Volunteers will go door-to-door to check on families whose children have not shown up for class. About 45 volunteers will visit 200 families as part of a "student recovery" program to check on no-shows. Kate Larsen reports for Today in LA on Wednesday Sept. 18, 2013.
The Pasadena Unified School District took roll call a step further Wednesday as dozens of volunteers for the first time went to the homes of chronically absent students to get them back in the classroom.
"We have a list of students who have not appeared in school since Aug. 14, Day 1 of school," said Eric Sahakian, PUSD's director of child welfare. "We're making home visits to re-engage, reconnect."
The volunteers knocked on 200 doors in search of PUSD's most truant students. If no one answered the door, they left a letter with information on how to get in touch with the school district for support.

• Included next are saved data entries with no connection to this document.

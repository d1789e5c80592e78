//! Subcommand implementations.
//!
//! Each command takes a [`ContentRepository`] and writes its report to the
//! given output so it can be driven from tests.

use std::io::Write;
use std::sync::Arc;

use anyhow::{Context, Result, bail};
use gazette_api::{AdminAuthLayer, AppState, AuthConfig, StaticToken, router};
use gazette_core::{Entry, EntryKind};
use gazette_storage::ContentRepository;
use tokio::net::TcpListener;

use crate::config::ServerConfig;

/// Run the HTTP API until Ctrl-C.
pub async fn serve(server: &ServerConfig, repository: ContentRepository) -> Result<()> {
    server.validate()?;
    let addr = server.socket_addr()?;

    if !server.auth_enabled {
        tracing::warn!("Admin authentication is disabled; admin routes are open");
    }
    let token = server.admin_token.clone().unwrap_or_default();
    let auth = AdminAuthLayer::new(
        Arc::new(StaticToken::new(token)),
        AuthConfig {
            enabled: server.auth_enabled,
        },
    );

    let backend = repository.backend_name().to_string();
    let app = router(AppState::new(repository), auth);

    let listener = TcpListener::bind(addr)
        .await
        .with_context(|| format!("Failed to bind {addr}"))?;
    tracing::info!(%addr, %backend, "Gazette listening");

    axum::serve(listener, app)
        .with_graceful_shutdown(shutdown_signal())
        .await
        .context("Server failed")?;

    tracing::info!("Gazette stopped");
    Ok(())
}

async fn shutdown_signal() {
    if let Err(e) = tokio::signal::ctrl_c().await {
        tracing::error!(error = %e, "Failed to listen for Ctrl-C");
        return;
    }
    tracing::info!("Shutdown requested");
}

/// Print entries of a kind, newest first.
pub async fn list(
    repository: &ContentRepository,
    kind: EntryKind,
    published_only: bool,
    json: bool,
    out: &mut impl Write,
) -> Result<()> {
    let entries = if published_only {
        repository.list_published(kind).await?
    } else {
        repository.list_entries(kind).await?
    };

    if json {
        serde_json::to_writer_pretty(&mut *out, &entries)?;
        writeln!(out)?;
        return Ok(());
    }

    for entry in &entries {
        writeln!(out, "{}", summary_line(entry))?;
    }
    if entries.is_empty() {
        writeln!(out, "No {} found", kind.collection())?;
    }
    Ok(())
}

fn summary_line(entry: &Entry) -> String {
    let state = if entry.meta.published {
        "published"
    } else {
        "draft"
    };
    let date = if entry.meta.date.is_empty() {
        "-"
    } else {
        entry.meta.date.as_str()
    };
    format!("{:<40} {:<12} {:<10} {}", entry.slug, date, state, entry.meta.title)
}

/// Print one entry as JSON.
pub async fn show(
    repository: &ContentRepository,
    kind: EntryKind,
    slug: &str,
    out: &mut impl Write,
) -> Result<()> {
    let entry = repository.require_entry(kind, slug).await?;
    serde_json::to_writer_pretty(&mut *out, &entry)?;
    writeln!(out)?;
    Ok(())
}

/// Set, or flip when `state` is `None`, the published flag.
pub async fn publish(
    repository: &ContentRepository,
    kind: EntryKind,
    slug: &str,
    state: Option<bool>,
    out: &mut impl Write,
) -> Result<()> {
    let published = repository.set_published(kind, slug, state).await?;
    let word = if published { "published" } else { "unpublished" };
    writeln!(out, "{} '{slug}' is {word}", kind.label())?;
    Ok(())
}

/// Delete one entry.
pub async fn remove(
    repository: &ContentRepository,
    kind: EntryKind,
    slug: &str,
    out: &mut impl Write,
) -> Result<()> {
    repository.remove_entry(kind, slug).await?;
    writeln!(out, "Removed {} '{slug}'", kind.label())?;
    Ok(())
}

/// Decode every stored file of the given kinds and report the ones that
/// fail. Errors when any file is malformed.
pub async fn check(
    repository: &ContentRepository,
    kinds: &[EntryKind],
    out: &mut impl Write,
) -> Result<()> {
    let mut malformed = 0;
    for &kind in kinds {
        let issues = repository.check(kind).await?;
        for issue in &issues {
            writeln!(out, "{}/{}: {}", kind.collection(), issue.slug, issue.error)?;
        }
        malformed += issues.len();
    }

    if malformed > 0 {
        bail!("{malformed} malformed file(s)");
    }
    writeln!(out, "All entries decode cleanly")?;
    Ok(())
}
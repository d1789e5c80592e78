//! Integration tests for the GitHub backend against the fake contents API.

use std::sync::Arc;
use std::time::Duration;

use gazette_content::EntryPayload;
use gazette_core::{EntryKind, Error};
use gazette_storage::{
    ContentRepository, FallbackBackend, GitHubBackend, GitHubConfig, MemoryBackend,
    StorageBackend,
};
use serde_json::json;

use crate::common::{FakeGitHub, document};

const HELLO: &str = "content/articles/hello.md";

#[tokio::test]
async fn test_create_commits_new_file() {
    let github = FakeGitHub::start().await;
    let backend = github.backend();

    let slug = backend
        .write(EntryKind::Article, "hello", None, &document("Hello"))
        .await
        .expect("create should succeed");

    assert_eq!(slug, "hello");
    assert_eq!(github.file(HELLO), Some(document("Hello")));
    assert_eq!(github.commits(), vec!["Create Article: hello"]);
}

#[tokio::test]
async fn test_read_decodes_wrapped_base64() {
    let github = FakeGitHub::start().await;
    let long = document(&"Long title ".repeat(20));
    github.seed(HELLO, &long);

    let content = github.backend().read(EntryKind::Article, "hello").await.unwrap();
    assert_eq!(content, Some(long));
}

#[tokio::test]
async fn test_read_missing_is_none() {
    let github = FakeGitHub::start().await;
    let backend = github.backend();
    assert!(backend.read(EntryKind::Event, "nope").await.unwrap().is_none());
    assert!(backend.get(EntryKind::Event, "nope").await.unwrap().is_none());
}

#[tokio::test]
async fn test_update_sends_current_sha() {
    let github = FakeGitHub::start().await;
    github.seed(HELLO, &document("Hello"));

    github
        .backend()
        .write(EntryKind::Article, "hello", None, &document("Hello again"))
        .await
        .expect("update with the current sha should succeed");

    assert_eq!(github.file(HELLO), Some(document("Hello again")));
    assert_eq!(github.commits(), vec!["Update Article: hello"]);
}

#[tokio::test]
async fn test_rename_moves_file() {
    let github = FakeGitHub::start().await;
    github.seed(HELLO, &document("Hello"));

    github
        .backend()
        .write(EntryKind::Article, "greetings", Some("hello"), &document("Hello"))
        .await
        .unwrap();

    assert_eq!(github.paths(), vec!["content/articles/greetings.md"]);
    assert_eq!(
        github.commits(),
        vec![
            "Rename Article: hello -> greetings",
            "Remove Article: hello (renamed to greetings)",
        ]
    );
}

#[tokio::test]
async fn test_failed_rename_rolls_back() {
    let github = FakeGitHub::start().await;
    github.seed(HELLO, &document("Hello"));
    github.fail_delete_of(HELLO);

    let err = github
        .backend()
        .write(EntryKind::Article, "greetings", Some("hello"), &document("Hello"))
        .await
        .unwrap_err();

    assert!(matches!(err, Error::Storage { .. }), "got {err:?}");
    assert_eq!(github.paths(), vec![HELLO]);
    assert_eq!(
        github.commits().last().map(String::as_str),
        Some("Roll back Article: greetings")
    );
}

#[tokio::test]
async fn test_remove() {
    let github = FakeGitHub::start().await;
    github.seed("content/events/fair.md", &document("Fair"));
    let backend = github.backend();

    backend.remove(EntryKind::Event, "fair").await.unwrap();

    assert!(github.paths().is_empty());
    assert!(matches!(
        backend.remove(EntryKind::Event, "fair").await,
        Err(Error::NotFound { kind: EntryKind::Event, .. })
    ));
}

#[tokio::test]
async fn test_list_reads_directory() {
    let github = FakeGitHub::start().await;
    github.seed("content/articles/older.md", &document("Older").replace("2024", "2023"));
    github.seed("content/articles/newer.md", &document("Newer"));
    github.seed("content/articles/README.txt", "not an entry");
    github.seed("content/articles/broken.md", "no front matter");

    let entries = github.backend().list(EntryKind::Article).await.unwrap();
    let slugs: Vec<_> = entries.iter().map(|e| e.slug.as_str()).collect();
    assert_eq!(slugs, vec!["newer", "older"]);
}

#[tokio::test]
async fn test_list_missing_collection_is_empty() {
    let github = FakeGitHub::start().await;
    assert!(github.backend().list(EntryKind::Event).await.unwrap().is_empty());
}

#[tokio::test]
async fn test_rejected_token_is_unavailable() {
    let github = FakeGitHub::start().await;
    let backend = GitHubBackend::new(&GitHubConfig {
        token: Some("wrong".to_string()),
        ..github.config()
    })
    .unwrap();

    let err = backend.read(EntryKind::Article, "hello").await.unwrap_err();
    assert!(matches!(err, Error::BackendUnavailable { .. }));
    assert!(!err.to_string().contains("wrong"));
}

#[tokio::test]
async fn test_unreachable_host_is_unavailable() {
    let backend = GitHubBackend::new(&GitHubConfig {
        owner: "acme".to_string(),
        repo: "site".to_string(),
        api_url: "http://127.0.0.1:1".to_string(),
        token: Some("t".to_string()),
        timeout_secs: 2,
        ..Default::default()
    })
    .unwrap();

    let err = backend.scan(EntryKind::Article).await.unwrap_err();
    assert!(err.is_backend_failure());
}

#[tokio::test]
async fn test_repository_over_github() {
    let github = FakeGitHub::start().await;
    let repo = ContentRepository::new(Arc::new(github.backend()));

    let payload: EntryPayload =
        serde_json::from_value(json!({"title": "Spring Fair", "body": "Come!", "location": "Hall"}))
            .unwrap();
    repo.create_entry(EntryKind::Event, payload).await.unwrap();
    let published = repo
        .set_published(EntryKind::Event, "spring-fair", Some(false))
        .await
        .unwrap();

    assert!(!published);
    let stored = github.file("content/events/spring-fair.md").unwrap();
    assert!(stored.contains("published: false"));
    assert!(stored.contains("location: \"Hall\""));
    assert_eq!(github.commits().len(), 2);
}

#[tokio::test]
async fn test_fallback_to_memory_when_github_rejects() {
    let github = FakeGitHub::start().await;
    let primary = GitHubBackend::new(&GitHubConfig {
        token: Some("expired".to_string()),
        ..github.config()
    })
    .unwrap();
    let alternate = Arc::new(MemoryBackend::named("local"));
    let backend = FallbackBackend::new(Arc::new(primary), alternate.clone());

    backend
        .write(EntryKind::Article, "hello", None, &document("Hello"))
        .await
        .expect("alternate should take the write");

    assert_eq!(alternate.keys(EntryKind::Article).await, vec!["hello"]);
    assert!(github.paths().is_empty());
}

#[tokio::test]
async fn test_undecodable_files_are_skipped_and_reported() {
    let github = FakeGitHub::start().await;
    github.seed(HELLO, &document("Hello"));
    github.seed_bytes("content/articles/latin1.md", b"---\ntitle: \"Caf\xe9\"\n---\n\nx");
    github.seed("content/articles/garbled.md", &document("Garbled"));
    github.garble("content/articles/garbled.md");
    let backend = github.backend();

    let entries = backend.list(EntryKind::Article).await.unwrap();
    let slugs: Vec<_> = entries.iter().map(|e| e.slug.as_str()).collect();
    assert_eq!(slugs, vec!["hello"]);

    let err = backend.get(EntryKind::Article, "latin1").await.unwrap_err();
    assert!(matches!(err, Error::MalformedContent { .. }));
    assert!(!err.is_backend_failure());

    let repo = ContentRepository::new(Arc::new(backend));
    let issues = repo.check(EntryKind::Article).await.unwrap();
    let flagged: Vec<_> = issues.iter().map(|i| i.slug.as_str()).collect();
    assert_eq!(flagged, vec!["garbled", "latin1"]);
}

#[tokio::test]
async fn test_overwrite_of_non_utf8_file() {
    let github = FakeGitHub::start().await;
    github.seed_bytes(HELLO, &[0xff, 0xfe]);
    let backend = github.backend();

    backend
        .write(EntryKind::Article, "hello", None, &document("Hello"))
        .await
        .unwrap();

    assert_eq!(github.file_bytes(HELLO), Some(document("Hello").into_bytes()));
    assert_eq!(github.commits(), vec!["Update Article: hello"]);
}

#[tokio::test]
async fn test_slow_api_times_out() {
    let github = FakeGitHub::start().await;
    github.seed(HELLO, &document("Hello"));
    github.stall_reads(Duration::from_secs(3));
    let backend = GitHubBackend::new(&GitHubConfig {
        timeout_secs: 1,
        ..github.config()
    })
    .unwrap();

    let err = backend.read(EntryKind::Article, "hello").await.unwrap_err();

    assert!(matches!(err, Error::Timeout { seconds: 1 }));
    assert!(err.is_retryable());
    assert!(err.is_backend_failure());
}

#[tokio::test]
async fn test_fallback_serves_reads_when_github_times_out() {
    let github = FakeGitHub::start().await;
    github.stall_reads(Duration::from_secs(3));
    let primary = GitHubBackend::new(&GitHubConfig {
        timeout_secs: 1,
        ..github.config()
    })
    .unwrap();
    let alternate = Arc::new(MemoryBackend::named("local"));
    alternate
        .insert_raw(EntryKind::Article, "hello", &document("Hello"))
        .await;
    let backend = FallbackBackend::new(Arc::new(primary), alternate);

    let entry = backend.get(EntryKind::Article, "hello").await.unwrap().unwrap();
    assert_eq!(entry.meta.title, "Hello");
}

#[tokio::test]
async fn test_branch_is_sent_as_encoded_ref() {
    let github = FakeGitHub::start().await;
    let backend = GitHubBackend::new(&GitHubConfig {
        branch: "release/1.0+hotfix#2".to_string(),
        ..github.config()
    })
    .unwrap();

    assert!(backend.read(EntryKind::Article, "hello").await.unwrap().is_none());
    assert_eq!(github.queries(), vec!["ref=release%2F1.0%2Bhotfix%232"]);
}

Dropout rates for the district's K-12 have dropped from 15.6 percent four years ago to around 13 percent in recent years - about on par with the state average. But the school district wants to do better, especially since average daily attendance dollars add up to about $11.5 million lost for Pasadena's 13 percent dropout rate.
District officials say truancy is often the result of problems at home, whether it be a lack of confidence or economic hardship.
"My freshman year I would have to take two buses just to get here," said Marilyn Banuelos, a senior at Pasadena High School. "I would always have to get up early, struggle to go to the bus stop on time."
Banuelos is now an AP student, and despite her long commute, has one of the best attendance records at Pasadena High.
"You guys have to have your own motivation to have a better future," Banuelos advised her fellow students.